Indices based on community structure provide a global ecological status of the biological communities but they are of limited value as early-warning indicators of contamination. Almost two decades after the Water Framework Directive (2000/60/EC) was adopted, we reviewed publications that measured biomarkers in benthic macroinvertebrates in biomonitoring programmes of fluvial systems. The focus was on studies that attempted to incorporate both biomarkers and community-based approaches in the evaluation of the ecological status of rivers and streams. Overall, the data showed that biomarker measurements in benthic macroinvertebrate species can offer complementary information on the factors threatening these communities. This information is particularly useful for water authorities, in order to take actions before a system collapses into a state from which recovery is difficult or impossible. Gaps in need to be addressed for rapid and efficient implementation of biomarkers in benthic macroinvertebrates in routine wide-scale monitoring are discussed. In particular, site-specific baselines have to be defined, taking into account the influence of biotic and abiotic factors on these biochemical responses.

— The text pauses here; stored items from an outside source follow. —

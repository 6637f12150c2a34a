mod connect;
pub use connect::ConnectParams;

mod delim;
use delim::Comma;

mod flavor;
pub use flavor::Flavor;

mod introspect;

mod placeholder;
pub use placeholder::Placeholder;

mod statement;

mod transaction;

/// The SQL dialect of one database backend.
///
/// Selected once from the driver name when a `Db` is built and immutable
/// afterwards. Cheap to copy and safe to share between tasks.
#[derive(Debug, Clone, Copy, PartialEq, Eq)]
pub struct Dialect {
    flavor: Flavor,
}

impl Dialect {
    pub const fn postgresql() -> Dialect {
        Dialect {
            flavor: Flavor::Postgresql,
        }
    }

    pub const fn mysql() -> Dialect {
        Dialect {
            flavor: Flavor::Mysql,
        }
    }

    pub const fn sqlite() -> Dialect {
        Dialect {
            flavor: Flavor::Sqlite,
        }
    }

    /// Selects the dialect for a driver name (`postgres`, `postgresql`,
    /// `mysql` or `sqlite`).
    pub fn from_driver_name(name: &str) -> tabula_core::Result<Dialect> {
        match name {
            "postgres" | "postgresql" => Ok(Dialect::postgresql()),
            "mysql" => Ok(Dialect::mysql()),
            "sqlite" => Ok(Dialect::sqlite()),
            _ => Err(tabula_core::Error::configuration(format!(
                "database driver `{name}` is not supported"
            ))),
        }
    }

    pub fn flavor(&self) -> Flavor {
        self.flavor
    }

    /// The driver name used in migration script file names.
    pub fn driver_name(&self) -> &'static str {
        match self.flavor {
            Flavor::Postgresql => "postgres",
            Flavor::Mysql => "mysql",
            Flavor::Sqlite => "sqlite",
        }
    }

    /// Placeholder for the `ordinal`-th bound parameter (1-based).
    ///
    /// MySQL renders `?` for every ordinal, so parameters must always be bound
    /// in the order their placeholders were generated.
    pub fn p(&self, ordinal: usize) -> Placeholder {
        Placeholder::new(self.flavor, ordinal)
    }

    /// Resolves a table name within a schema.
    ///
    /// PostgreSQL qualifies and quotes it (`"app"."post"`). MySQL and SQLite
    /// have no schema separate from the database here, so the schema becomes
    /// a name prefix (`app_post`).
    pub fn table_name(&self, schema: &str, table: &str) -> String {
        match self.flavor {
            Flavor::Postgresql => format!("{}.{}", quote_ident(schema), quote_ident(table)),
            Flavor::Mysql | Flavor::Sqlite => format!("{schema}_{table}"),
        }
    }

    /// Resolves the identity sequence of a table as a string literal holding
    /// a quoted name (`'"app"."post_id_seq"'`), so mixed-case schemas resolve
    /// to the sequence `table_name` created. Empty for backends without
    /// sequences.
    pub fn sequence_name(&self, schema: &str, table: &str) -> String {
        self.sequence_name_for(schema, table, "id")
    }

    /// Like [`Dialect::sequence_name`], for an identity column not named `id`.
    pub fn sequence_name_for(&self, schema: &str, table: &str, column: &str) -> String {
        match self.flavor {
            Flavor::Postgresql => quote_literal(&format!(
                "{}.{}",
                quote_ident(schema),
                quote_ident(&format!("{table}_{column}_seq"))
            )),
            Flavor::Mysql | Flavor::Sqlite => String::new(),
        }
    }
}

fn quote_ident(name: &str) -> String {
    format!("\"{}\"", name.replace('"', "\"\""))
}

fn quote_literal(value: &str) -> String {
    format!("'{}'", value.replace('\'', "''"))
}
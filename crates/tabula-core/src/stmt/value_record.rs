use super::Value;

use std::ops;

/// One row of values, in column order.
#[derive(Debug, Default, Clone, PartialEq)]
pub struct ValueRecord {
    pub fields: Vec<Value>,
}

impl ValueRecord {
    pub fn from_vec(fields: Vec<Value>) -> Self {
        Self { fields }
    }

    pub fn into_vec(self) -> Vec<Value> {
        self.fields
    }
}

impl ops::Deref for ValueRecord {
    type Target = [Value];

    fn deref(&self) -> &Self::Target {
        &self.fields[..]
    }
}

impl ops::DerefMut for ValueRecord {
    fn deref_mut(&mut self) -> &mut Self::Target {
        &mut self.fields[..]
    }
}

impl IntoIterator for ValueRecord {
    type Item = Value;
    type IntoIter = std::vec::IntoIter<Value>;

    fn into_iter(self) -> Self::IntoIter {
        self.fields.into_iter()
    }
}

impl<'a> IntoIterator for &'a ValueRecord {
    type Item = &'a Value;
    type IntoIter = std::slice::Iter<'a, Value>;

    fn into_iter(self) -> Self::IntoIter {
        self.iter()
    }
}
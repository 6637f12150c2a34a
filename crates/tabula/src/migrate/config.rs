use std::path::{Path, PathBuf};

/// Where migration inputs live, relative to an application base path.
#[derive(Debug, Clone)]
pub struct MigrationConfig {
    /// Application root the other paths are relative to
    pub base_path: PathBuf,

    /// Directory of numbered change scripts
    pub changes_path: PathBuf,

    /// Directory of view definition scripts
    pub objects_path: PathBuf,

    /// The schema-version manifest
    pub manifest_path: PathBuf,
}

impl Default for MigrationConfig {
    fn default() -> Self {
        Self {
            base_path: PathBuf::from("."),
            changes_path: PathBuf::from("sql/changes"),
            objects_path: PathBuf::from("sql/objects"),
            manifest_path: PathBuf::from("etc/dbversions.toml"),
        }
    }
}

impl MigrationConfig {
    /// Create a new MigrationConfig with default values
    pub fn new() -> Self {
        Self::default()
    }

    pub fn base_path(mut self, path: impl Into<PathBuf>) -> Self {
        self.base_path = path.into();
        self
    }

    pub fn changes_path(mut self, path: impl Into<PathBuf>) -> Self {
        self.changes_path = path.into();
        self
    }

    pub fn objects_path(mut self, path: impl Into<PathBuf>) -> Self {
        self.objects_path = path.into();
        self
    }

    pub fn manifest_path(mut self, path: impl Into<PathBuf>) -> Self {
        self.manifest_path = path.into();
        self
    }

    /// `<changes>/<driver>_<schema>_<version:04>.sql`
    pub fn change_script(&self, driver: &str, schema: &str, version: i64) -> PathBuf {
        self.resolve(&self.changes_path)
            .join(format!("{driver}_{schema}_{version:04}.sql"))
    }

    /// `<objects>/<driver>_<schema>_views.sql`
    pub fn views_script(&self, driver: &str, schema: &str) -> PathBuf {
        self.resolve(&self.objects_path)
            .join(format!("{driver}_{schema}_views.sql"))
    }

    pub fn manifest_file(&self) -> PathBuf {
        self.resolve(&self.manifest_path)
    }

    fn resolve(&self, path: &Path) -> PathBuf {
        self.base_path.join(path)
    }
}
use std::sync::atomic::{AtomicU32, Ordering};

/// Generates unique schema names for test isolation.
///
/// Each test gets a schema named `test_{process_id}_{test_counter}`, so tests
/// running in parallel against one server (within or across processes) never
/// touch each other's tables.
#[derive(Clone)]
#[allow(dead_code)] // Only used when server-backed features are enabled
pub struct TestIsolation {
    process_id: u32,
    test_counter: u32,
}

// Global counter shared across all tests in this process
#[allow(dead_code)]
static TEST_COUNTER: AtomicU32 = AtomicU32::new(0);

#[allow(dead_code)]
impl TestIsolation {
    /// Create a new test isolation instance with a unique counter.
    pub fn new() -> Self {
        Self {
            process_id: std::process::id(),
            test_counter: TEST_COUNTER.fetch_add(1, Ordering::Relaxed),
        }
    }

    pub fn schema(&self) -> String {
        format!("test_{}_{}", self.process_id, self.test_counter)
    }

    /// Whether `table_name` belongs to this instance under a prefixing
    /// dialect.
    pub fn owns_table(&self, table_name: &str) -> bool {
        table_name.starts_with(&format!("{}_", self.schema()))
    }
}

#[cfg(test)]
mod tests {
    use super::*;

    #[test]
    fn generates_unique_schemas() {
        let isolation1 = TestIsolation::new();
        let isolation2 = TestIsolation::new();

        assert_ne!(isolation1.schema(), isolation2.schema());
        assert!(isolation1.schema().starts_with("test_"));
    }

    #[test]
    fn owns_prefixed_tables() {
        let isolation = TestIsolation::new();
        let table_name = format!("{}_users", isolation.schema());

        assert!(isolation.owns_table(&table_name));
        assert!(!TestIsolation::new().owns_table(&table_name));
    }

    #[test]
    fn schema_format() {
        let schema = TestIsolation::new().schema();

        let parts: Vec<&str> = schema.split('_').collect();
        assert_eq!(parts.len(), 3);
        assert_eq!(parts[0], "test");
        assert!(parts[1].parse::<u32>().is_ok());
        assert!(parts[2].parse::<u32>().is_ok());
    }
}
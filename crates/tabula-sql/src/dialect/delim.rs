use std::fmt;

/// Comma delimited
pub(super) struct Comma<L>(pub(super) L);

impl<L> fmt::Display for Comma<L>
where
    L: IntoIterator + Clone,
    L::Item: fmt::Display,
{
    fn fmt(&self, f: &mut fmt::Formatter<'_>) -> fmt::Result {
        let mut s = "";
        for i in self.0.clone() {
            write!(f, "{s}{i}")?;
            s = ", ";
        }
        Ok(())
    }
}
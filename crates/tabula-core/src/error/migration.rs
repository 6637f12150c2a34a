use super::Error;

/// Error when a schema change script fails to apply.
///
/// The failing statement's error is carried as the cause, so the display
/// reads `migration failed: <script>: <driver error>`.
#[derive(Debug)]
pub(super) struct MigrationError {
    script: Box<str>,
}

impl std::error::Error for MigrationError {}

impl core::fmt::Display for MigrationError {
    fn fmt(&self, f: &mut core::fmt::Formatter) -> core::fmt::Result {
        write!(f, "migration failed: {}", self.script)
    }
}

impl Error {
    /// Creates a migration error naming the script that failed.
    ///
    /// Usually attached with [`Error::context`] on top of the driver error.
    pub fn migration(script: impl Into<String>) -> Error {
        Error::from(super::ErrorKind::Migration(MigrationError {
            script: script.into().into(),
        }))
    }

    /// Returns `true` if this error is a migration failure.
    pub fn is_migration(&self) -> bool {
        self.any_kind(|kind| matches!(kind, super::ErrorKind::Migration(_)))
    }
}
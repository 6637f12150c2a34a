pub mod driver;
pub use driver::{Connection, Driver};

mod error;
pub use error::{Error, IntoError};

pub mod naming;

mod record;
pub use record::{Field, Record};

pub mod stmt;

/// A Result type alias that uses Tabula's [`Error`] type.
pub type Result<T> = core::result::Result<T, Error>;

pub use async_trait::async_trait;
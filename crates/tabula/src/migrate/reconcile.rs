use super::{run_script, DbVersion, MigrationConfig, VersionManifest};
use crate::{Db, Result};

use tabula_core::Error;

/// What reconciliation found, and did, for each schema.
#[derive(Debug, Clone, Default, PartialEq, Eq)]
pub struct ReconcileReport {
    pub schemas: Vec<SchemaReport>,
}

#[derive(Debug, Clone, PartialEq, Eq)]
pub struct SchemaReport {
    pub name: String,

    /// Version stored in the database before reconciling
    pub found: i64,

    /// Version the manifest expects
    pub target: i64,

    /// Versions applied by this run, in order
    pub applied: Vec<i64>,
}

impl SchemaReport {
    pub fn is_current(&self) -> bool {
        self.found == self.target
    }
}

impl ReconcileReport {
    /// `true` when every schema was already at its target version.
    pub fn is_current(&self) -> bool {
        self.schemas.iter().all(SchemaReport::is_current)
    }

    /// The first schema whose stored version differs from its target.
    pub fn first_mismatch(&self) -> Option<&SchemaReport> {
        self.schemas.iter().find(|schema| !schema.is_current())
    }
}

/// Reads the stored version of every schema in `manifest` without changing
/// anything.
pub async fn status(db: &Db, manifest: &VersionManifest) -> Result<ReconcileReport> {
    let mut report = ReconcileReport::default();

    for entry in manifest.schemas() {
        let found = db.schema_version(&entry.name).await?;
        report.schemas.push(SchemaReport {
            name: entry.name,
            found,
            target: entry.version,
            applied: vec![],
        });
    }

    Ok(report)
}

/// Brings every schema in `manifest` to its target version.
///
/// Without `migrate`, any schema whose stored version differs from its target
/// is a [`Error::is_version_mismatch`] error and nothing is written. With
/// `migrate`, each missing version's change script is run and recorded in the
/// schema's `db_version` table, then every schema's views script is run.
/// The first failure stops reconciliation. A stored version above the target
/// is an error either way.
///
/// The history row is written after the change script's own transaction has
/// committed. If that write fails, the script's changes stay in place while
/// the stored version does not advance, and the error names the script. The
/// next run then replays that script, so the failure needs manual repair.
///
/// Schema names are used verbatim in identifiers; keep them lowercase so
/// PostgreSQL resolves them the same way quoted and unquoted.
pub async fn reconcile(
    db: &Db,
    manifest: &VersionManifest,
    config: &MigrationConfig,
    migrate: bool,
) -> Result<ReconcileReport> {
    let mut report = status(db, manifest).await?;

    for schema in &report.schemas {
        tracing::info!(
            schema = %schema.name,
            found = schema.found,
            target = schema.target,
            "schema version"
        );
    }

    if !migrate {
        if let Some(schema) = report.first_mismatch() {
            return Err(Error::version_mismatch(
                &schema.name,
                schema.found,
                schema.target,
            ));
        }
        return Ok(report);
    }

    // There are no scripts for moving a schema backwards.
    if let Some(schema) = report.schemas.iter().find(|s| s.found > s.target) {
        return Err(Error::version_mismatch(
            &schema.name,
            schema.found,
            schema.target,
        ));
    }

    let driver = db.driver_name();

    for schema in &mut report.schemas {
        for version in (schema.found + 1)..=schema.target {
            let script = config.change_script(driver, &schema.name, version);
            run_script(db, &script).await?;

            db.table_in(&schema.name)
                .insert(&mut DbVersion::applied(version))
                .await
                .map_err(|err| err.context(Error::migration(script.display().to_string())))?;

            tracing::info!(schema = %schema.name, version, "applied");
            schema.applied.push(version);
        }
    }

    for schema in &report.schemas {
        run_script(db, config.views_script(driver, &schema.name)).await?;
    }

    Ok(report)
}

Further studies, including different biomarkers, environmental stressors, macroinvertebrate taxa and river types, will provide crucial information on how to establish adequate biomarker strategies to indicate future ecological damage.

Keywords

Community indices Biochemical biomarkers Integrated monitoring Neurotoxicity Biotransformation Oxidative stress 

Notes

Acknowledgements

The present study was supported by Foundation for Science and Technology (FCT) through a PhD grant attributed to Rodrigues C. (SFRH/BD/87695/2012). We thank the associate editor and two anonymous reviewers, whose constructive comments and suggestions were very helpful to improve the manuscript.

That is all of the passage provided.